Um filme extraordinário!!!
Sandra Fernandes Dinis
Um relato de amor, de um amor estranhamente sentido e vivido. Um amor solitário, obsessivo, ao mesmo tempo infantil e perigoso. Estranhamente arrebatador para o personagem (Okrasa), um homem que trabalha num crematório, cuja única companhia são os corpos com que lida e a sua avó por quem nutre uma ligação de amor, protecção e dedicação de toda uma vida. Uma vida simples, demasiado simples, habitada por uma solidão sempre presente e enfatizada por uma timidez criada pelas próprias circunstâncias. A sua solidão torna-se insuportável no dia em que a avó morre. Acaba por combate-la com o estranho amor que passa a sentir por Anna.
O personagem presencia a violação de Anna e incapaz de lhe prestar auxílio vê-se, no entanto, na obrigação de participar a ocorrência à polícia, que acaba por o julgar como o culpado do crime do qual não foi autor. Sente-se responsável por ela e a sua vida passa a ganhar sentido por ela. Anna traduz a sua liberdade interior.
Já em liberdade física, descobre que Anna é uma enfermeira que vive num dos anexos do Hospital onde trabalha e que esse anexo que habita fica a apenas alguns metros de distância das traseiras de sua casa.
A partir desta incrível descoberta o personagem passa a espiá-la e a visitá-la à noite, entrando furtivamente pela janela do seu quarto, enquanto Anna dorme profundamente.
A história é simples, praticamente isenta de quaisquer diálogos. O silêncio das palavras, longe de ser demasiado surdo, enfadonho, cansativo, pretensioso, dá antes lugar a que os sentimentos falem por si da forma mais emotiva e apaixonante. É nessa medida que um filme se pode tornar extraordinário, na sua simplicidade e beleza com que nos conta a sua história. A sequência e o encadeamento de imagens revelam-nos uma história solitária (duas personagens sozinhas, demasiado sozinhas) e simultaneamente doce. Um retrato de amor a que não estamos habituados, porque escapa a qualquer tentativa de entendimento e, por isso, sente-se medo na presença do que nos é estranho. Um amor maior e por isso obsessivo, pela sua incompreensão.
A história arrebata-nos pela pureza dos sentimentos, pela beleza dos actos, que se fundem num misto de inocência. O personagem passa a cuidar de Anna, sem que ela o saiba. E o amor o que é senão cuidar do outro, querer cuidar do outro, nas mais simples formas sensitivas de carinho? O que é senão o amor a união da loucura e da sabedoria?
Longe de se querer revelar, este é um amor que se esconde, que se alimenta pela presença do outro, pelo respirar do outro, pela energia do outro. Um amor gratuito, mas completamente incompreensível ao julgamento dos outros.

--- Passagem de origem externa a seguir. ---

//! Logging initialisation for genbench
//!
//! Builds a `tracing` subscriber from [`LoggingConfig`]: one formatting
//! layer per configured target, all behind a shared `EnvFilter`.

mod init;

pub use init::{init_logging, init_simple_tracing, level_filter, LoggingGuard};
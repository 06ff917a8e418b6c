//! CLI argument parsing definitions

use clap::{Parser, Subcommand};
use std::path::PathBuf;

#[derive(Parser)]
#[command(author, version, about, long_about = None)]
pub struct Cli {
    /// Path to configuration file
    #[arg(long, value_name = "PATH", global = true)]
    pub config: Option<PathBuf>,

    /// Set the log level (trace, debug, info, warn, error)
    #[arg(long, value_name = "LEVEL", global = true)]
    pub log_level: Option<String>,

    #[command(subcommand)]
    pub command: Option<Commands>,
}

#[derive(Subcommand)]
pub enum Commands {
    /// Run the benchmark over the endpoint catalog
    Run {
        /// Iterations per endpoint
        #[arg(long, value_name = "N")]
        runs: Option<u32>,

        /// Search budget handed to the tool, in seconds
        #[arg(long, value_name = "SECONDS")]
        budget: Option<u64>,

        /// Results directory
        #[arg(long, value_name = "DIR")]
        output: Option<PathBuf>,

        /// Only benchmark this endpoint
        #[arg(long, value_name = "ID")]
        endpoint: Option<u32>,

        /// Keep runs that already have a complete record
        #[arg(long)]
        skip_existing: bool,

        /// Endpoint catalog (CSV)
        #[arg(long, value_name = "PATH")]
        catalog: Option<PathBuf>,
    },

    /// Run a single (endpoint, iteration) pair
    RunOne {
        /// Endpoint id
        #[arg(long, value_name = "ID")]
        endpoint: u32,

        /// Iteration number
        #[arg(long, value_name = "N")]
        run: u32,

        /// Search budget handed to the tool, in seconds
        #[arg(long, value_name = "SECONDS")]
        budget: Option<u64>,

        /// Results directory
        #[arg(long, value_name = "DIR")]
        output: Option<PathBuf>,
    },

    /// Regenerate reports from an existing results tree
    Report {
        /// Results directory
        #[arg(long, value_name = "DIR")]
        results: Option<PathBuf>,

        /// Merge manual-evaluation.md checklists into benchmark-results.csv
        #[arg(long)]
        merge_manual: bool,
    },

    /// Aggregate per-endpoint metrics from an existing results tree
    Collect {
        /// Results directory
        #[arg(long, value_name = "DIR")]
        results: Option<PathBuf>,
    },

    /// Configuration management commands
    Config {
        #[command(subcommand)]
        config_cmd: ConfigCommands,
    },
}

#[derive(Subcommand)]
pub enum ConfigCommands {
    /// Validate a configuration file
    Validate {
        /// Path to the configuration file
        #[arg(long, value_name = "PATH")]
        config_file: PathBuf,
    },

    /// Generate a sample configuration file
    Generate {
        /// Output file path
        #[arg(long, value_name = "PATH")]
        output: PathBuf,

        /// Overwrite existing file
        #[arg(long)]
        force: bool,
    },

    /// Show current configuration in use
    Show {
        /// Output format: yaml, json
        #[arg(long, value_name = "FORMAT", default_value = "yaml")]
        format: String,
    },
}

No entanto, é também esse mistério dos sentimentos que levam Anna, ainda que irracionalmente acometida por uma consciência dos factos, a ilibar Okrasa. Ainda que atentada novamente na sua intimidade, Anna perdoa, porque não o pode deixar de fazer. Na sua compaixão ela reconhece a verdade e a inocência de Okrasa, ainda que não saiba lidar com isso.
Mas em liberdade, Okrasa acaba por descobrir que a verdadeira prisão é estar perante a incontornável privação de poder “ver” Anna.
E o desfecho é magistralmente bem conseguido na simbologia do muro. Um muro que o cega e pela segunda vez vemos Okrasa desesperado.
Um filme poético, onde o personagem é seduzido e embriagado pela energia espiritual do amor. Onde nada é mais contrário ao amor do que a ideia de apropriação. Onde o amor, ainda que nos tornando reféns é o caminho para a mais perfeita liberdade. O amor aqui retratado ganha a forma do encontro do sagrado (Anna) e do profano (Osakra). Um amor espiritual que tem medo de se degradar no contacto carnal.
Neste filme o nosso julgamento moral mede forças com a vertigem e o mistério do amor. É um filme que nos revela e nos faz reconhecer os limites da razão.
Também não é por acaso que este filme é praticamente mudo. As palavras estariam sempre a mais. Levariam à degradação e dissolução da sua própria mensagem.